Lo repito otra vez: la obra es genial; pero, por encima de lo dicho arriba, por otra razón que para mí tiene casi más peso: es el tratado más completo de picaresca moderna que conozco y un producto que sólo pudo nacer del ingenio de uno de los más refinados ejemplares de aquello que Vargas Llosa denomina "un fresco que, como todos los frescos con clase del mundo, disfruta de un encanto irresistible".
Estos dias Watson ha vuelto a ser noticia: según él los negros genéticamente están determinados a ser menos inteligentes que los blancos. Este comentario me parece una prueba, la más irrefutable, de la frescura, ilimitada, de la que ha hecho gala a lo largo de su vida, gracias a la cual lleva más de cincuenta años de realquilado permanente de la pista central del circo de los científicos mediáticos. Casi me da vergüenza formular una obviedad que, imagino, a nadie se le escapa; a nadie, por lo menos que, con medio dedo de frente, conozca la trayectoria personal y científica de Watson: estupidez tan descomunal, por supuesto, no se la cree ni él mismo. Se trata, sencillamente, de una muestra más de esa habilidad extraordinaria para la autopromoción que ha venido ya exhibiendo de forma intermitente a lo largo de su vida. Eso sí, a no ser que también esté en el ajo, me resulta ridículo que la prensa haya aireado tanto y tomado tan seriamente lo que, en el fondo, no es sino una maniobra publicitaria que, según parece, ya ha conseguido su objetivo: en los medios de masas del mundo una vez más apareció su nombre, y, aún mejor, el de su próximo proyecto.

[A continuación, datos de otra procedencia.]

use std::{path::PathBuf, sync::Arc};

use anyhow::Context;
use clap::{Parser, Subcommand};
use skycast_core::{
    Config, FavoritesStore, JsonFileFavorites, LocationQuery, OpenWeatherClient, UnitSystem,
    WeatherAggregator,
};
use tracing::info;

use skycast_cli::{
    http::{AppState, create_router},
    render::Report,
};

/// Top-level CLI struct.
#[derive(Debug, Parser)]
#[command(name = "skycast", version, about = "Weather, outfit and playlist suggestions")]
pub struct Cli {
    /// Path to config.toml; defaults to the platform config directory.
    #[arg(long, global = true)]
    config: Option<PathBuf>,

    #[command(subcommand)]
    pub command: Command,
}

#[derive(Debug, Subcommand)]
pub enum Command {
    /// Store the OpenWeather API key and default city.
    Configure,

    /// Show weather and suggestions for a city.
    Show {
        /// City name.
        city: String,

        /// "metric" or "imperial".
        #[arg(long, default_value = "metric")]
        units: String,
    },

    /// Run the HTTP API.
    Serve {
        /// Overrides the configured port.
        #[arg(long)]
        port: Option<u16>,
    },
}

impl Cli {
    pub async fn run(self) -> anyhow::Result<()> {
        match self.command {
            Command::Configure => configure(self.config),
            Command::Show { city, units } => {
                let config = load_config(self.config.as_ref())?;
                show(&config, &city, &units).await
            }
            Command::Serve { port } => {
                let mut config = load_config(self.config.as_ref())?;
                if let Some(port) = port {
                    config.port = port;
                }
                serve(config).await
            }
        }
    }
}

fn load_config(path: Option<&PathBuf>) -> anyhow::Result<Config> {
    let mut config = match path {
        Some(path) => Config::load_from(path)?,
        None => Config::load()?,
    };
    config.apply_env_overrides(|key| std::env::var(key).ok())?;
    Ok(config)
}

fn configure(path: Option<PathBuf>) -> anyhow::Result<()> {
    let mut config = match &path {
        Some(path) => Config::load_from(path)?,
        None => Config::load()?,
    };

    let api_key = inquire::Password::new("OpenWeather API key:")
        .without_confirmation()
        .prompt()
        .context("Failed to read API key")?;
    let default_city = inquire::Text::new("Default city:")
        .with_default(&config.default_city)
        .prompt()
        .context("Failed to read default city")?;

    config.set_api_key(api_key.trim().to_string());
    config.default_city = default_city.trim().to_string();
    let saved_to = match path {
        Some(path) => {
            config.save_to(&path)?;
            path
        }
        None => {
            config.save()?;
            Config::config_file_path()?
        }
    };

    println!("Saved configuration to {}", saved_to.display());
    Ok(())
}

async fn show(config: &Config, city: &str, units: &str) -> anyhow::Result<()> {
    let units = UnitSystem::try_from(units)?;
    let query = LocationQuery::new(city, units)?;

    let aggregator = WeatherAggregator::new(Box::new(OpenWeatherClient::from_config(config)?));
    let report = aggregator
        .get_weather_report(&query)
        .await
        .with_context(|| format!("Could not get weather for '{}'", query.name()))?;

    print!("{}", Report(&report));
    Ok(())
}

async fn serve(config: Config) -> anyhow::Result<()> {
    let client = OpenWeatherClient::from_config(&config)?;
    let favorites_path = config.favorites_file()?;
    info!(path = %favorites_path.display(), "using favorites file");
    let favorites: Arc<dyn FavoritesStore> = Arc::new(JsonFileFavorites::new(favorites_path));

    let aggregator = WeatherAggregator::new(Box::new(client));
    let state = AppState::new(aggregator, favorites, config.default_city.as_str());
    let app = create_router(state);

    let addr = format!("{}:{}", config.host, config.port);
    let listener = tokio::net::TcpListener::bind(&addr)
        .await
        .with_context(|| format!("Failed to bind {addr}"))?;

    info!("Server is running on http://{}", listener.local_addr()?);

    axum::serve(listener, app)
        .with_graceful_shutdown(shutdown_signal())
        .await
        .context("HTTP server error")?;

    Ok(())
}

async fn shutdown_signal() {
    if let Err(e) = tokio::signal::ctrl_c().await {
        tracing::warn!(error = %e, "failed to listen for shutdown signal");
        std::future::pending::<()>().await;
    }
    info!("shutting down");
}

En fin, y a riesgo de ser pesado: si alguien no ha leído todavía The Double Helix, que lo haga: en cualquier biblioteca se encuentra. Se divertirá y, de paso, aprenderá gozando. Con respecto a comprarlo, allá cada cual. Yo, aunque, como se ve, tengo en mucha estima el libro, creo que no podría soportar el pensamiento de que un solo yen de mi dinero pudiera acabar en el bolsillo de un fulano como Watson, un miembro de la única raza inferior que malvive aún en nuestra tierra: la ralea mezquina y despreciable de los pardos chacales del racismo.